_Problem details_
From the entries below, please output exactly the lines starting at the one containing "let mut bindings = BTreeSet::new();" and ending at the one containing "#[derive(Debug, Default)]", both included.

** Opening Task inputs block **

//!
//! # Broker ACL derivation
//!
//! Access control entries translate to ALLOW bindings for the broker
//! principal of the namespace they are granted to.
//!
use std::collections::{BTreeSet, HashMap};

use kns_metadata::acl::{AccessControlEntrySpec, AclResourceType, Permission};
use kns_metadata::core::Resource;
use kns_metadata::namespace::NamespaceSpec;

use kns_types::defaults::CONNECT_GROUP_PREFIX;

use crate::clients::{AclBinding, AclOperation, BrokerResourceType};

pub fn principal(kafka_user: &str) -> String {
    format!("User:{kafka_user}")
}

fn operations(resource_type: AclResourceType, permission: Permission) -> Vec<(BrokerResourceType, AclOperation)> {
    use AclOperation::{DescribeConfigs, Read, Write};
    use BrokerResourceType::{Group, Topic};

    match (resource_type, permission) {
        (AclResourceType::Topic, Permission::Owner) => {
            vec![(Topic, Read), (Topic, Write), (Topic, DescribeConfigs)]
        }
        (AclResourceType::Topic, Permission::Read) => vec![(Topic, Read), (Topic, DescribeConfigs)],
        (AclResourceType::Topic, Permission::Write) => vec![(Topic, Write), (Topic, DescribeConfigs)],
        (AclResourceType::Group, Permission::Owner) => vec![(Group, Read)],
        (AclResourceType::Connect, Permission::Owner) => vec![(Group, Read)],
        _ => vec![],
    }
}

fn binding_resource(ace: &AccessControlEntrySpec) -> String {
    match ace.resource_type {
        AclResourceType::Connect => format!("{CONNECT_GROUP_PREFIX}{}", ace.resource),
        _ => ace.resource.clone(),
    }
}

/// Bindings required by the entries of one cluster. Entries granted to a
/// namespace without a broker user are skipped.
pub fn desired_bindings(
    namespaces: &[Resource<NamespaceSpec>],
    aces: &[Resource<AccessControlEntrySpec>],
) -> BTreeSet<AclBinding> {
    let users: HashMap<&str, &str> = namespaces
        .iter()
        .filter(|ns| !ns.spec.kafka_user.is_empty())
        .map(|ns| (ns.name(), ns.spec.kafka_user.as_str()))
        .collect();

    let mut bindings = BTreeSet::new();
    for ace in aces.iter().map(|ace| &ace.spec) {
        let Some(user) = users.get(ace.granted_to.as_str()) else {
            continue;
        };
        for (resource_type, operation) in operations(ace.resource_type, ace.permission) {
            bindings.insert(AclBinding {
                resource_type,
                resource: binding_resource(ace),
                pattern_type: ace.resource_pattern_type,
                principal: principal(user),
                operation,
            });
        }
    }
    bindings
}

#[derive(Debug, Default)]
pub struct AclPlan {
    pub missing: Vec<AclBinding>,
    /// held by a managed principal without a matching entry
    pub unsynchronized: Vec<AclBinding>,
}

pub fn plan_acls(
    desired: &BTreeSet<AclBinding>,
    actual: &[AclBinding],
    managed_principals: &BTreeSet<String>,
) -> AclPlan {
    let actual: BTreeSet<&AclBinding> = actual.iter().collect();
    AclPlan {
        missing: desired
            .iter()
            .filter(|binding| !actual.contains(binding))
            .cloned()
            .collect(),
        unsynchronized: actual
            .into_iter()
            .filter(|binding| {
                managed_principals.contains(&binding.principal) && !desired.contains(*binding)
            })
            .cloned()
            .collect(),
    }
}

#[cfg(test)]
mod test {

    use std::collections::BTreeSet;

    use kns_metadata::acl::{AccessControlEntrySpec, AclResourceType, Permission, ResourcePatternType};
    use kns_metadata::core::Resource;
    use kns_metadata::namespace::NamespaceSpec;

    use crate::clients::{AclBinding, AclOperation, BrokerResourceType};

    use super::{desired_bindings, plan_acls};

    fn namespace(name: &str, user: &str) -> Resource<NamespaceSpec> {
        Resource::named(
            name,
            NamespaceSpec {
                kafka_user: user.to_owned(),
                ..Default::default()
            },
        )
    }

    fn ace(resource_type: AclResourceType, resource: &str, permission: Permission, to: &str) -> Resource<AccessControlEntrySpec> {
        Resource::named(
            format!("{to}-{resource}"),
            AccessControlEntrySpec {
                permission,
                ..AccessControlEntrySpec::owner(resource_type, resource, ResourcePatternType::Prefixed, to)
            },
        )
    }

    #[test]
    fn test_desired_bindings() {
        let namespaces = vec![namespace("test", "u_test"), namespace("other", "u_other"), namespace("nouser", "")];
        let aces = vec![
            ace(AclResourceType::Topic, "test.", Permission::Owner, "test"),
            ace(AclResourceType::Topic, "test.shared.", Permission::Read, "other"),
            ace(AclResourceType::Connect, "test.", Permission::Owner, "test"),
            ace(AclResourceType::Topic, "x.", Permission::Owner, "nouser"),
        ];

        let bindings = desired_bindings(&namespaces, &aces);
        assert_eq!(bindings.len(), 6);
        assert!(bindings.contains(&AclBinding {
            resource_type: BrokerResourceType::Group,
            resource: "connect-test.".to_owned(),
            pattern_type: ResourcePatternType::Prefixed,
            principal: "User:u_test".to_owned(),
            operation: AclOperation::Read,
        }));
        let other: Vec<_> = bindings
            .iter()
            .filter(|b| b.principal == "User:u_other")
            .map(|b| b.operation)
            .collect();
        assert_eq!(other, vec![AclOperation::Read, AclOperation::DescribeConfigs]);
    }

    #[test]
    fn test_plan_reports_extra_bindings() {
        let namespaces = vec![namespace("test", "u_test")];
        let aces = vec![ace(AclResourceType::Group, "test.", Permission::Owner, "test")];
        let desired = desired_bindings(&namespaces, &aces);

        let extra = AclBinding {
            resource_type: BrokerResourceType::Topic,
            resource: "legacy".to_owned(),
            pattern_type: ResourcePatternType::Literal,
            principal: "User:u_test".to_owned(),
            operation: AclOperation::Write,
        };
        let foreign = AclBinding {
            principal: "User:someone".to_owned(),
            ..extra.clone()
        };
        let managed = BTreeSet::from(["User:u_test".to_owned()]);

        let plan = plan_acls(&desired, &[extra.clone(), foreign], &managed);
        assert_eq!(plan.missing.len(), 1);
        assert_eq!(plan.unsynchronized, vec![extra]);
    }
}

** Closing Task inputs block **
** Opening Task inputs block **

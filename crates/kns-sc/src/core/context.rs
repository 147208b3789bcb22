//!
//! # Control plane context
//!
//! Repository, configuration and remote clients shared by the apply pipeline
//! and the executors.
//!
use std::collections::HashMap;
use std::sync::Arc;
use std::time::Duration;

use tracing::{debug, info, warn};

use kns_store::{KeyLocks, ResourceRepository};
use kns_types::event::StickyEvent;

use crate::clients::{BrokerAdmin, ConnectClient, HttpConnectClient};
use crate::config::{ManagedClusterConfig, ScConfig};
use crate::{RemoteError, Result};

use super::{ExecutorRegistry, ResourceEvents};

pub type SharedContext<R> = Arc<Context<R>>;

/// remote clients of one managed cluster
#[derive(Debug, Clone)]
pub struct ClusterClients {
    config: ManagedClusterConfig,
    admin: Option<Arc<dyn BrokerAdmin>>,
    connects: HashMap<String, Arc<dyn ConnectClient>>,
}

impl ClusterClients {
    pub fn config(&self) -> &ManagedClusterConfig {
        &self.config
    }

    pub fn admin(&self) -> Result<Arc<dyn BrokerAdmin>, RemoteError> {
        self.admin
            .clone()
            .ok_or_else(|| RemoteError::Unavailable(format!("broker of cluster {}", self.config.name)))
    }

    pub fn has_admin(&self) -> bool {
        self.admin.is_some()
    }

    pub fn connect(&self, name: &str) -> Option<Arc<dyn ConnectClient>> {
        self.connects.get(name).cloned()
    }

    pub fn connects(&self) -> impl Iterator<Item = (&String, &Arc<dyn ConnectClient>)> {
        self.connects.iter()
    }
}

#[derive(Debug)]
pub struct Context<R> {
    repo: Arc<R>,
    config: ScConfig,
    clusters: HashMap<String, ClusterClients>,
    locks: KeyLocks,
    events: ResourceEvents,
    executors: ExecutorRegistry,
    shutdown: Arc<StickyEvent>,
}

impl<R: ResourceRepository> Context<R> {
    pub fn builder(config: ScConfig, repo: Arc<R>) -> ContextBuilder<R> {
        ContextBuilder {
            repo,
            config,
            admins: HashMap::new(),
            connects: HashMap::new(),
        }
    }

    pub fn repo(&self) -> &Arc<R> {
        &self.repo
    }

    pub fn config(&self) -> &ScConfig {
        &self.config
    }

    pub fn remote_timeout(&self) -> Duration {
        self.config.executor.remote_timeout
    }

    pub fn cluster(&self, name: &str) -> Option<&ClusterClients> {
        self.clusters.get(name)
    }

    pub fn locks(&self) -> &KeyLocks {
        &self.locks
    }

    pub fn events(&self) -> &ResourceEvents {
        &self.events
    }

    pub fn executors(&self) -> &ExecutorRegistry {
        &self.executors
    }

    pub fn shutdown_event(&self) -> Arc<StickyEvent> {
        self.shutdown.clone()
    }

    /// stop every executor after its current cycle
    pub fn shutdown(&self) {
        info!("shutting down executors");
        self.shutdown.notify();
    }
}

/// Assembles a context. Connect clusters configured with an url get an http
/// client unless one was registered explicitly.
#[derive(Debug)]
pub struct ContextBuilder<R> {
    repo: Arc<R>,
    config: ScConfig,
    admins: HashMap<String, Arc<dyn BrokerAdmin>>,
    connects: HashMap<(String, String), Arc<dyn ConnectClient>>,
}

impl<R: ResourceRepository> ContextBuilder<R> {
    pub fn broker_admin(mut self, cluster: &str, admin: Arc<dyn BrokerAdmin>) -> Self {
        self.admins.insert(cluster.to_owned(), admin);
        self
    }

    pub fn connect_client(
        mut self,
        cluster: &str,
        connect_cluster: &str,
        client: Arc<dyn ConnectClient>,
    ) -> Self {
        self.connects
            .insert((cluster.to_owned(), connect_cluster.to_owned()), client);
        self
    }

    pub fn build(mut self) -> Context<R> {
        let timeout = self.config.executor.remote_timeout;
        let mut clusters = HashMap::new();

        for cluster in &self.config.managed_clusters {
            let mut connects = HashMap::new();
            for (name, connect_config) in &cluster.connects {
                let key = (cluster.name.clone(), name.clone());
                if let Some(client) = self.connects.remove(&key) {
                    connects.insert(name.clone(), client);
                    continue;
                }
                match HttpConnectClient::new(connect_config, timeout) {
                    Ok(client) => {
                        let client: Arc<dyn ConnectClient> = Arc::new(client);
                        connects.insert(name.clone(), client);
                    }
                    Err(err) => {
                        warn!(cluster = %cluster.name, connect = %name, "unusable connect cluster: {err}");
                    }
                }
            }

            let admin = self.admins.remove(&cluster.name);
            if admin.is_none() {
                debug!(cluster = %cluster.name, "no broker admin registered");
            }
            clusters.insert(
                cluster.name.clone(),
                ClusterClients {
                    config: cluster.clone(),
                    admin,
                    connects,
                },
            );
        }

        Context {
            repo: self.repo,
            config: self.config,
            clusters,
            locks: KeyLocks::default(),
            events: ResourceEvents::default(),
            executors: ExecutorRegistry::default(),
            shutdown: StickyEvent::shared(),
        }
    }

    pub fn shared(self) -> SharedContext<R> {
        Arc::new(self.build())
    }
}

** Closing Task inputs block **

_Expected answer_
    let mut bindings = BTreeSet::new();
    for ace in aces.iter().map(|ace| &ace.spec) {
        let Some(user) = users.get(ace.granted_to.as_str()) else {
            continue;
        };
        for (resource_type, operation) in operations(ace.resource_type, ace.permission) {
            bindings.insert(AclBinding {
                resource_type,
                resource: binding_resource(ace),
                pattern_type: ace.resource_pattern_type,
                principal: principal(user),
                operation,
            });
        }
    }
    bindings
}

#[derive(Debug, Default)]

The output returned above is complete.